The extremely large shortage of horses prompted Blenkinsop to make another attempt in 1811 to use steam locomotives to transport the coal from the mine to the landing points of the ships on the Aire River. He entrusted the construction of the machines he wanted to Matthew Murray from Fenton, Murray & Wood in Holbeck (now part of Leeds), which was then the second largest steam engine factory in the world. These locomotives were built by Murray, who Blenkinsop had first contacted as early as 1808, based on the blueprints and patents of Richard Trevithick (who received a license fee of £ 30 for each of the locomotives). In previous attempts with traveling engines (i.e. with locomotives), the usual cast-iron rails of the horse-powered coal railways broke within a very short time under the weight of the machines, so Blenkinsop asked Murray to build a machine that was as light as possible. Since this inevitably reduced the friction weight of the locomotive, the drive was to be ensured by a special gear drive that Blenkinsop had designed especially for this purpose and for which he received a patent on April 10, 1811.
In the spring of 1812 the company Fenton, Murray & Wood delivered the first two locomotives, "Prince Regent" and " Salamanca ". On June 24th, 1812, the two machines began operating on the mine’s horse-drawn tram, which was meanwhile equipped with a cogwheel. The two machines were very successful and remained in operation until the Brandling company, to which the coal mines belonged, went bankrupt in 1834. In the first few years the machines usually pulled 27 coal wagons (chaldrons) with a pulling weight of around 100 to 110 tons at a speed of around 6 - 7 km / h. A year later the two locomotives "Lord Wellington" and "Marquis Wellington" followed. Although the four machines did not even weigh 5 tons, they pulled trains of up to 38 coal wagons with a train weight of 140 tons at a speed of around 6 km / h. The four locomotives together replace a total of 52 horses and more than 200 men and were therefore considered a "great success".
The Blenkinsop locomotives were the first commercially successful steam locomotives. Until the end of the line in Middleton (1834), numerous visitors from abroad came to Leeds and Middleton to see the locomotives in operation (including the future Russian Emperor Nicholas in 1816). Word of the machines' great success and smooth operation quickly got around and this had a major impact not only on the introduction of locomotives at the other coal mines in Northern England, but also on the founders of both the Stockton and Darlington Railway and the Liverpool and Manchester Railway, who were mostly business people rather than engineers.
These locomotives also served as a model for the steam cars of the Königliche Eisengießerei Berlin , the first steam locomotives made in Germany.

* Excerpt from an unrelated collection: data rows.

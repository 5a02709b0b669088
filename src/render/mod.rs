//! Rendered fetch engine
//!
//! One fetch walks acquire → configure → navigate → stabilize → act →
//! extract → release. Admission is charged to the pool's queue ceiling, the
//! rest to the caller's `timeout_ms`. The page lease lives outside the timed
//! and cancellable section so its release always runs.

mod actions;
mod document;
mod interception;
mod lease;
mod navigation;
mod stabilize;

pub use lease::KeptPage;

use chromiumoxide::Page;
use chromiumoxide::cdp::browser_protocol::emulation::SetDeviceMetricsOverrideParams;
use chromiumoxide::cdp::browser_protocol::network::{
    CookieParam, Headers, SetExtraHttpHeadersParams, SetUserAgentOverrideParams,
};
use chromiumoxide::cdp::browser_protocol::page::CaptureScreenshotFormat;
use chromiumoxide::page::ScreenshotParams;
use std::sync::Arc;
use std::time::Duration;
use tokio::time::{Instant, sleep, timeout, timeout_at};
use tokio_util::sync::CancellationToken;
use tracing::{debug, info, warn};
use url::Url;

use self::document::{DocumentResponse, DocumentWatch, response_body};
use self::interception::Interception;
use self::lease::PageLease;
use self::navigation::classify_navigation_error;
use crate::browser_pool::BrowserPool;
use crate::challenge::detect_challenge;
use crate::config::{Cookie, Device, FetchOptions, StabilizationConfig};
use crate::error::{FetchError, Result};
use crate::fetch_types::{FetchBody, FetchResult};
use crate::stealth::StealthProfile;
use crate::url_safety::validate_url;

/// Poll cadence for `wait_selector`
const SELECTOR_POLL: Duration = Duration::from_millis(200);

/// Upper bound on page teardown once a fetch is over
const RELEASE_TIMEOUT: Duration = Duration::from_secs(10);

/// A rendered result, plus the live page when `keep_page_open` was set
#[derive(Debug)]
pub struct RenderOutput {
    pub result: FetchResult,
    pub page: Option<KeptPage>,
}

#[derive(Debug)]
pub struct BrowserFetcher {
    pool: Arc<BrowserPool>,
    stabilization: StabilizationConfig,
    stealth_profile: StealthProfile,
}

impl BrowserFetcher {
    #[must_use]
    pub fn new(pool: Arc<BrowserPool>, stabilization: StabilizationConfig) -> Self {
        Self {
            pool,
            stabilization,
            stealth_profile: StealthProfile::default(),
        }
    }

    #[must_use]
    pub fn with_stealth_profile(mut self, profile: StealthProfile) -> Self {
        self.stealth_profile = profile;
        self
    }

    #[must_use]
    pub fn pool(&self) -> &Arc<BrowserPool> {
        &self.pool
    }

    /// Render `url` in Chromium.
    ///
    /// # Errors
    /// `Security` for rejected input, `Timeout` when admission or the fetch
    /// budget runs out, `Blocked` for a challenge page or a refused
    /// navigation, `Network` for other browser failures, `Aborted` on cancel.
    pub async fn browser_fetch(
        &self,
        url: &str,
        options: &FetchOptions,
        cancel: &CancellationToken,
    ) -> Result<RenderOutput> {
        let target = validate_url(url)?;
        options.validate()?;
        if cancel.is_cancelled() {
            return Err(FetchError::Aborted);
        }

        let slot = self.pool.acquire_slot(cancel).await?;
        let deadline = Instant::now() + options.timeout();
        let budget_exceeded = || {
            FetchError::timeout(format!(
                "Rendering {target} exceeded {} ms",
                options.timeout_ms()
            ))
        };

        let acquired = tokio::select! {
            biased;
            () = cancel.cancelled() => return Err(FetchError::Aborted),
            lease = timeout_at(
                deadline,
                PageLease::acquire(Arc::clone(&self.pool), options, &self.stealth_profile),
            ) => lease,
        };
        let mut lease = match acquired {
            Ok(lease) => lease?,
            Err(_) => return Err(budget_exceeded()),
        };

        let outcome = tokio::select! {
            biased;
            () = cancel.cancelled() => Err(FetchError::Aborted),
            rendered = timeout_at(deadline, self.render(&mut lease, &target, options)) => {
                rendered.unwrap_or_else(|_| Err(budget_exceeded()))
            }
        };

        match outcome {
            Ok(result) if options.keep_page_open() => {
                let page = lease.keep(slot).await;
                Ok(RenderOutput {
                    result,
                    page: Some(page),
                })
            }
            Ok(result) => {
                release(lease, false).await;
                drop(slot);
                Ok(RenderOutput { result, page: None })
            }
            Err(FetchError::Aborted) => {
                info!("Rendered fetch of {target} cancelled, closing its page");
                release(lease, true).await;
                drop(slot);
                Err(FetchError::Aborted)
            }
            Err(e) => {
                release(lease, false).await;
                drop(slot);
                Err(e)
            }
        }
    }

    async fn render(
        &self,
        lease: &mut PageLease,
        target: &Url,
        options: &FetchOptions,
    ) -> Result<FetchResult> {
        configure(lease.page(), target, options).await?;
        let interception = Interception::start(lease.page(), &options.blocked_resources()).await?;
        lease.set_interception(interception);

        let page = lease.page();
        let watch = DocumentWatch::start(page).await?;

        let navigation = page.goto(target.as_str()).await;
        if let Some(reason) = lease.refused_navigation() {
            return Err(FetchError::security(reason));
        }
        let main_response = watch.response();
        if let Err(e) = navigation {
            // Downloads abort the navigation but the body is still there
            if !main_response.as_ref().is_some_and(DocumentResponse::is_binary) {
                return Err(classify_navigation_error(target.as_str(), &e.to_string()));
            }
        }

        let status = main_response.as_ref().map(|d| d.status).filter(|s| *s > 0);
        let content_type = main_response.as_ref().map(|d| d.mime_type.clone());

        if let Some(doc) = main_response.filter(DocumentResponse::is_binary) {
            debug!("Passing through binary document {} ({})", doc.url, doc.mime_type);
            let bytes = response_body(page, doc.request_id.clone()).await?;
            return Ok(FetchResult {
                body: FetchBody::Binary(bytes),
                final_url: doc.url,
                status_code: status,
                content_type,
                screenshot: None,
            });
        }

        if options.wait_ms() > 0 {
            sleep(Duration::from_millis(options.wait_ms())).await;
        }
        stabilize::stabilize(page, &self.stabilization).await?;

        if let Some(selector) = options.wait_selector() {
            stabilize::wait_for_selector(page, selector, SELECTOR_POLL).await;
        }
        if !options.actions().is_empty() {
            actions::run_actions(page, options.actions())
                .await
                .map_err(|e| FetchError::network(format!("{e:#}")))?;
        }
        if options.stealth() {
            let (min, max) = self.stabilization.stealth_jitter_ms;
            sleep(Duration::from_millis(rand::random_range(min..=max.max(min)))).await;
        }

        // Scripts and actions can navigate after load
        if let Some(reason) = lease.refused_navigation() {
            return Err(FetchError::security(reason));
        }

        let mut html = page.content().await?;
        let detection = detect_challenge(&html, status);
        if detection.is_challenge {
            warn!(
                "{:?} challenge at {target} (confidence {:.2})",
                detection.kind, detection.confidence
            );
            return Err(FetchError::blocked(
                format!(
                    "{:?} challenge detected at {target} (confidence {:.2})",
                    detection.kind, detection.confidence
                ),
                status,
            ));
        }
        if detection.is_empty_shell() {
            debug!("{target} rendered an empty shell, settling once more");
            stabilize::stabilize(page, &self.stabilization).await?;
            html = page.content().await?;
            if let Some(reason) = lease.refused_navigation() {
                return Err(FetchError::security(reason));
            }
        }

        let screenshot = if options.screenshot() {
            let params = ScreenshotParams::builder()
                .format(CaptureScreenshotFormat::Png)
                .full_page(options.screenshot_full_page())
                .build();
            Some(page.screenshot(params).await?)
        } else {
            None
        };

        let final_url = page
            .url()
            .await?
            .unwrap_or_else(|| target.to_string());

        let mut result = FetchResult::html(html, final_url, status, content_type);
        result.screenshot = screenshot;
        Ok(result)
    }
}

async fn release(lease: PageLease, cancelled: bool) {
    let teardown = async move {
        if cancelled {
            lease.discard().await;
        } else {
            lease.release().await;
        }
    };
    if timeout(RELEASE_TIMEOUT, teardown).await.is_err() {
        warn!("Page release did not finish within {RELEASE_TIMEOUT:?}");
    }
}

/// Identity, viewport, headers and cookies, applied before navigation
async fn configure(page: &Page, target: &Url, options: &FetchOptions) -> Result<()> {
    if options.device() != Device::Desktop {
        let viewport = options.device().viewport();
        let metrics = SetDeviceMetricsOverrideParams::builder()
            .width(viewport.width)
            .height(viewport.height)
            .device_scale_factor(viewport.device_scale_factor)
            .mobile(viewport.mobile)
            .build()
            .map_err(FetchError::network)?;
        page.execute(metrics).await?;
    }

    if let Some(user_agent) = options.effective_user_agent() {
        page.execute(SetUserAgentOverrideParams::new(user_agent))
            .await?;
    }

    if !options.headers().is_empty() {
        let headers = serde_json::to_value(options.headers())
            .map_err(|e| FetchError::network(format!("Failed to encode headers: {e}")))?;
        page.execute(SetExtraHttpHeadersParams::new(Headers::new(headers)))
            .await?;
    }

    let cookies = options
        .cookies()
        .iter()
        .chain(options.storage_state().into_iter().flatten())
        .map(|cookie| cookie_param(cookie, target))
        .collect::<Result<Vec<_>>>()?;
    if !cookies.is_empty() {
        debug!("Setting {} cookies", cookies.len());
        page.set_cookies(cookies).await?;
    }
    Ok(())
}

fn cookie_param(cookie: &Cookie, target: &Url) -> Result<CookieParam> {
    let mut builder = CookieParam::builder()
        .name(cookie.name.clone())
        .value(cookie.value.clone())
        .secure(cookie.secure)
        .http_only(cookie.http_only);
    builder = match &cookie.domain {
        Some(domain) => builder.domain(domain.clone()),
        None => builder.url(target.as_str()),
    };
    if let Some(path) = &cookie.path {
        builder = builder.path(path.clone());
    }
    builder.build().map_err(FetchError::network)
}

The locomotives on other railways
After its completion, the “Lord Wellington” locomotive was first loaned out to John Watson, a friend of Blenkinsop, in the autumn of 1813 to be tried out on the Kenton & Coxlodge tramway near Newcastle. In 1814 Fenton, Murray & Wood delivered two somewhat larger machines to this railway in 1814/15. At least two other locomotives based on the Blenkinsop system were built between 1812 and 1816 by Robert Daglish in the "Haigh Foundry" for the Orrell Colliery near Wigan (in Lancashire). Because of their "origin" from Leeds, the locomotives were called "Yorkshire Horses". These machines also proved their worth and were in use until around 1835.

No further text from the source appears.